Je vois personnellement dans cette évolution l’un des effets dévastateurs de notre propre déchristianisation: l’idolâtrie de nos formes politiques, de notre idéologie démocratique et de nos institutions publiques. Loin donc de révéler une authentique ouverture à l’autre, ces ingérences traduisent à mon sens un enfermement intellectuel et moral sur nous-mêmes. Cet enfermement est lourd de menaces. Pourquoi? Les masses arabes ne retiendront de nos aides militaires et diplomatiques en Libye que l’élément subversif sans conversion progressive vers un perfectionnement de la vie sociale et publique, car celui-ci est par nature beaucoup trop lent pour concorder avec des changements de régime soudains et très superficiels, imposés de surcroît par la force, c’est-à-dire opérés dans des conditions analogues, sinon quasi identiques, à celles qui virent naître les régimes renversés (Nasser contre le roi Farouk en Egypte et Kadhafi contre le roi Idris en Libye).

Ne serait-ce pas plutôt la révolution permanente que nous encourageons dans ces pays, en Libye tout spécialement, bien davantage qu’un progrès mesuré et maîtrisé en vue d’une fin politique plus haute et de valeur morale plus certaine?

Mais sommes-nous véritablement en mesure de donner à ces peuples une autre leçon?
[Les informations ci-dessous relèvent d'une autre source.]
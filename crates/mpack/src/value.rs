//! A dynamically-typed MessagePack object.

use std::io;
use std::time::SystemTime;

use crate::extension::RawExt;
use crate::{size, DecodeError, EncodeError, Reader, Writer};

/// Any single MessagePack object, used for fields declared with the
/// any-value sentinel type.
#[derive(Debug, Clone, PartialEq, Default)]
pub enum Value {
    #[default]
    Nil,
    Bool(bool),
    Int(i64),
    Uint(u64),
    F32(f32),
    F64(f64),
    Str(String),
    Bytes(Vec<u8>),
    Array(Vec<Value>),
    Map(Vec<(String, Value)>),
    Ext(RawExt),
    Time(SystemTime),
}

impl Value {
    pub fn encode_msg<W: io::Write>(&self, en: &mut Writer<W>) -> Result<(), EncodeError> {
        en.write_value(self)
    }

    pub fn decode_msg<R: io::Read>(&mut self, dc: &mut Reader<R>) -> Result<(), DecodeError> {
        *self = dc.read_value()?;
        Ok(())
    }

    pub fn marshal_msg(&self, b: Vec<u8>) -> Result<Vec<u8>, EncodeError> {
        Ok(crate::append_value(b, self))
    }

    pub fn unmarshal_msg<'a>(&mut self, bts: &'a [u8]) -> Result<&'a [u8], DecodeError> {
        let (v, rest) = crate::read_value_bytes(bts)?;
        *self = v;
        Ok(rest)
    }

    /// Upper bound on the encoded size.
    pub fn msg_size(&self) -> usize {
        match self {
            Value::Nil => size::NIL,
            Value::Bool(_) => size::BOOL,
            Value::Int(_) => size::I64,
            Value::Uint(_) => size::U64,
            Value::F32(_) => size::F32,
            Value::F64(_) => size::F64,
            Value::Str(s) => size::STR_PREFIX + s.len(),
            Value::Bytes(b) => size::BYTES_PREFIX + b.len(),
            Value::Array(els) => {
                size::ARRAY_HEADER + els.iter().map(Value::msg_size).sum::<usize>()
            }
            Value::Map(pairs) => {
                size::MAP_HEADER
                    + pairs
                        .iter()
                        .map(|(k, v)| size::STR_PREFIX + k.len() + v.msg_size())
                        .sum::<usize>()
            }
            Value::Ext(e) => e.msg_size(),
            Value::Time(_) => size::TIME,
        }
    }
}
Là est véritablement le nœud du problème posé par l’action de l’OTAN en Libye, car c’est un problème qui révèle, à travers cette intervention tout spécialement, notre propre crise de civilisation. Nous sommes devenus incapables de penser le progrès social et politique autrement qu’en termes de violence. Cette violence est feutrée chez nous, en Europe ou en Amérique, et s’y limite pour l’instant à des manifestations constantes et voulues d’ostracisme idéologique. Il n’y a qu’à considérer la façon dont l’ensemble de nos personnels politiques traitent des formations politiques indésirables, même en Suisse, pays où, dit-on, le compromis est roi… C’est cette violence qui, en Libye et sous des prétextes humanitaires, se déploie librement. Les pays d’Afrique seraient-ils devenus le champ d’exercice de nos propres conflits intérieurs?
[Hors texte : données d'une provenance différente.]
//! Width-preserving numeric built-in.

use std::io;

use crate::marker;
use crate::{size, DecodeError, EncodeError, Reader, Writer};

/// A number that remembers how it appeared on the wire, so re-encoding a
/// decoded document does not change numeric representations.
#[derive(Debug, Clone, Copy)]
pub enum Number {
    Int(i64),
    Uint(u64),
    F32(f32),
    F64(f64),
}

impl Default for Number {
    fn default() -> Self {
        Number::Int(0)
    }
}

/// Equality is numeric: a non-negative `Int` equals the same-valued `Uint`,
/// since the wire cannot distinguish them.
impl PartialEq for Number {
    fn eq(&self, other: &Number) -> bool {
        match (*self, *other) {
            (Number::Int(a), Number::Int(b)) => a == b,
            (Number::Uint(a), Number::Uint(b)) => a == b,
            (Number::F32(a), Number::F32(b)) => a == b,
            (Number::F64(a), Number::F64(b)) => a == b,
            (Number::Int(a), Number::Uint(b)) | (Number::Uint(b), Number::Int(a)) => {
                a >= 0 && a as u64 == b
            }
            _ => false,
        }
    }
}

impl Number {
    pub fn encode_msg<W: io::Write>(&self, en: &mut Writer<W>) -> Result<(), EncodeError> {
        match *self {
            Number::Int(i) => en.write_i64(i),
            Number::Uint(u) => en.write_u64(u),
            Number::F32(f) => en.write_f32(f),
            Number::F64(f) => en.write_f64(f),
        }
    }

    pub fn decode_msg<R: io::Read>(&mut self, dc: &mut Reader<R>) -> Result<(), DecodeError> {
        match dc.peek_marker()? {
            0x00..=0x7f | marker::U8 | marker::U16 | marker::U32 | marker::U64 => {
                *self = Number::Uint(dc.read_u64()?);
            }
            0xe0..=0xff | marker::I8 | marker::I16 | marker::I32 | marker::I64 => {
                *self = Number::Int(dc.read_i64()?);
            }
            marker::F32 => *self = Number::F32(dc.read_f32()?),
            marker::F64 => *self = Number::F64(dc.read_f64()?),
            m => return Err(DecodeError::TypeMismatch { expected: "number", found: m }),
        }
        Ok(())
    }

    pub fn marshal_msg(&self, b: Vec<u8>) -> Result<Vec<u8>, EncodeError> {
        Ok(match *self {
            Number::Int(i) => crate::append_i64(b, i),
            Number::Uint(u) => crate::append_u64(b, u),
            Number::F32(f) => crate::append_f32(b, f),
            Number::F64(f) => crate::append_f64(b, f),
        })
    }

    pub fn unmarshal_msg<'a>(&mut self, bts: &'a [u8]) -> Result<&'a [u8], DecodeError> {
        let m = match bts.first() {
            Some(&m) => m,
            None => return Err(DecodeError::ShortBytes),
        };
        match m {
            0x00..=0x7f | marker::U8 | marker::U16 | marker::U32 | marker::U64 => {
                let (u, rest) = crate::read_u64_bytes(bts)?;
                *self = Number::Uint(u);
                Ok(rest)
            }
            0xe0..=0xff | marker::I8 | marker::I16 | marker::I32 | marker::I64 => {
                let (i, rest) = crate::read_i64_bytes(bts)?;
                *self = Number::Int(i);
                Ok(rest)
            }
            marker::F32 => {
                let (f, rest) = crate::read_f32_bytes(bts)?;
                *self = Number::F32(f);
                Ok(rest)
            }
            marker::F64 => {
                let (f, rest) = crate::read_f64_bytes(bts)?;
                *self = Number::F64(f);
                Ok(rest)
            }
            _ => Err(DecodeError::TypeMismatch { expected: "number", found: m }),
        }
    }

    pub fn msg_size(&self) -> usize {
        match self {
            Number::Int(_) => size::I64,
            Number::Uint(_) => size::U64,
            Number::F32(_) => size::F32,
            Number::F64(_) => size::F64,
        }
    }
}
Une sage politique eût consisté à conseiller efficacement la modération dans l’exercice légitime des répressions gouvernementales contre ce qui n’est qu’une insurrection, selon le conseil de Platon: frappe mais écoute. Mais l’approbation d’insurrections, a fortiori l’aide militaire qui leur est apportée, constitue non seulement une faute mais un crime politique grave. Car la violence insurrectionnelle apparaissant soudain sans cause immédiate et après des décennies d’acceptation de la servitude par les populations elles-mêmes ne peut qu’être moralement et politiquement suspecte. Ce n’est pas ainsi qu’agirent parmi les païens les chrétiens dans l’empire romain lorsqu’ils y étaient persécutés. Et pourtant, l’Europe chrétienne est née de ces persécutions-là. Pour l’avoir oublié, nous perdons non seulement notre âme, mais sans doute aussi notre propre raison d’être comme force politique dans le monde. Et cela, les musulmans nous le rappelleront certainement le moment venu.